5Department of Pneumology, Hospital Universitario Virgen Macarena, Seville. Spain.

6Pharmacy Unit, Hospital Universitario Lucus Augusti, Lugo, Spain.

Abstract

As one of the most prevalent chronic respiratory diseases, asthma imposes a heavy health and socioeconomic burden on society, particularly in the case of patients who fail to appropriately control the disease. For this reason, improving the clinical management of patients with severe uncontrolled asthma should be a priority for any healthcare system.

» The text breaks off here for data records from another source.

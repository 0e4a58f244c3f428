// =============================================================================
// Relative Strength Index (RSI) — Wilder's smoothing
// =============================================================================
//
//   avg_gain = (prev_avg_gain * (period - 1) + gain) / period
//   avg_loss = (prev_avg_loss * (period - 1) + loss) / period
//   RSI      = 100 - 100 / (1 + avg_gain / avg_loss)
//
// RSI > 70 reads overbought, RSI < 30 oversold.
// =============================================================================

/// Full RSI series for `closes`, one value per close from index `period`.
///
/// Seeds the averages with the SMA of the first `period` deltas. Returns an
/// empty vec with `period == 0` or fewer than `period + 1` closes.
pub fn series(closes: &[f64], period: usize) -> Vec<f64> {
    if period == 0 || closes.len() < period + 1 {
        return Vec::new();
    }

    let deltas: Vec<f64> = closes.windows(2).map(|w| w[1] - w[0]).collect();

    let (sum_gain, sum_loss) = deltas[..period]
        .iter()
        .fold((0.0_f64, 0.0_f64), |(g, l), &d| {
            if d > 0.0 {
                (g + d, l)
            } else {
                (g, l + d.abs())
            }
        });

    let period_f = period as f64;
    let mut avg_gain = sum_gain / period_f;
    let mut avg_loss = sum_loss / period_f;

    let Some(first) = from_averages(avg_gain, avg_loss) else {
        return Vec::new();
    };

    let mut out = Vec::with_capacity(deltas.len() - period + 1);
    out.push(first);

    for &delta in &deltas[period..] {
        let gain = delta.max(0.0);
        let loss = (-delta).max(0.0);

        avg_gain = (avg_gain * (period_f - 1.0) + gain) / period_f;
        avg_loss = (avg_loss * (period_f - 1.0) + loss) / period_f;

        match from_averages(avg_gain, avg_loss) {
            Some(rsi) => out.push(rsi),
            None => break,
        }
    }

    out
}

/// The most recent RSI value, if computable.
pub fn last(closes: &[f64], period: usize) -> Option<f64> {
    series(closes, period).last().copied()
}

/// RSI from smoothed averages, in [0, 100].
///
/// No movement at all reads 50 (neutral); only gains reads 100.
fn from_averages(avg_gain: f64, avg_loss: f64) -> Option<f64> {
    let rsi = if avg_loss == 0.0 && avg_gain == 0.0 {
        50.0
    } else if avg_loss == 0.0 {
        100.0
    } else {
        let rs = avg_gain / avg_loss;
        100.0 - 100.0 / (1.0 + rs)
    };

    rsi.is_finite().then_some(rsi)
}

#[cfg(test)]
mod tests {
    use super::*;

    #[test]
    fn degenerate_inputs() {
        assert!(series(&[], 14).is_empty());
        assert!(series(&[1.0, 2.0, 3.0], 0).is_empty());
        // period deltas require period + 1 closes.
        let fourteen: Vec<f64> = (1..=14).map(|x| x as f64).collect();
        assert!(series(&fourteen, 14).is_empty());
    }

    #[test]
    fn all_gains_pegs_at_100() {
        let closes: Vec<f64> = (1..=30).map(|x| x as f64).collect();
        for v in series(&closes, 14) {
            assert!((v - 100.0).abs() < 1e-10);
        }
    }

    #[test]
    fn all_losses_pegs_at_0() {
        let closes: Vec<f64> = (1..=30).rev().map(|x| x as f64).collect();
        for v in series(&closes, 14) {
            assert!(v.abs() < 1e-10);
        }
    }

    #[test]
    fn flat_market_reads_neutral() {
        let closes = vec![100.0; 30];
        for v in series(&closes, 14) {
            assert!((v - 50.0).abs() < 1e-10);
        }
    }

    #[test]
    fn stays_in_range() {
        let closes = vec![
            44.34, 44.09, 44.15, 43.61, 44.33, 44.83, 45.10, 45.42, 45.84, 46.08, 45.89, 46.03,
            44.18, 44.22, 44.57, 43.42, 42.66, 43.13,
        ];
        for v in series(&closes, 14) {
            assert!((0.0..=100.0).contains(&v));
        }
    }

    #[test]
    fn last_mirrors_series_tail() {
        let closes: Vec<f64> = (0..40).map(|i| 100.0 + (i as f64 * 0.7).sin()).collect();
        let s = series(&closes, 14);
        assert_eq!(last(&closes, 14), s.last().copied());
    }
}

At a time when healthcare models for chronic disease management and personalized medicine are undergoing a major overhaul, the project presented in this study seeks to lay the foundations for an interdisciplinary care model for patients with severe uncontrolled asthma. The work carried out reinforces the general perception that it is paramount to optimize coordination between different levels of care, encourage collaboration and an interdisciplinary approach, and promote an integrated care model that makes it possible to adapt the care of patients with severe uncontrolled asthma in a more personalized manner. Under this project, a series of interdisciplinary working groups were created, made up of specialist hospital pharmacists, pneumologists and allergists, to identify and prioritize a number of best practices, and classify them in terms of their potential impact on the improvement of the quality of care and the health outcomes of patients with severe uncontrolled asthma, and their feasibility. The authors’ ambition is that the conclusions drawn from this study should help other interdisciplinary teams improve the care provided to patients suffering from severe uncontrolled asthma.

KEYWORDS: Severe uncontrolled asthma; Best practices; Working teams; Hospital pharmacy

Resumen

El asma es una de las enfermedades crónicas respiratorias de mayor prevalencia e impacto sanitario y socioeconómico, especialmente en el caso de pacientes que no alcanzan un adecuado control de la enfermedad. Por ello, mejorar el manejo clínico de los pacientes con asma grave no controlada debe ser una prioridad sanitaria.

En un contexto de redefinición general de los modelos de atención orientados al abordaje de la cronicidad y la personalización se ha desarrollado un proyecto para definir las bases del modelo de atención multidisciplinar del paciente con asma grave no controlada. El trabajo realizado refuerza la percepción de la necesidad de optimizar la coordinación entre niveles asistenciales, fomentar la colaboración y el abordaje multidisciplinar, y promover un modelo integral asistencial que permita adaptar la atención a los pacientes con asma grave no controlada de manera más personalizada. El trabajo ha permitido la identificación y priorización de buenas prácticas, por parte de equipos de trabajo multidisciplinares constituidos por médicos especialistas en alergología, neumología y farmacéuticos especialistas en farmacia hospitalaria, en base a su potencial impacto en la mejora de la calidad asistencial, resultados en salud del paciente con asma grave no controlada y la factibilidad de su implementación. Las conclusiones de este proyecto pretenden servir de ayuda a otros equipos de trabajo multidisciplinar con interés en mejorar la asistencia a esta patología.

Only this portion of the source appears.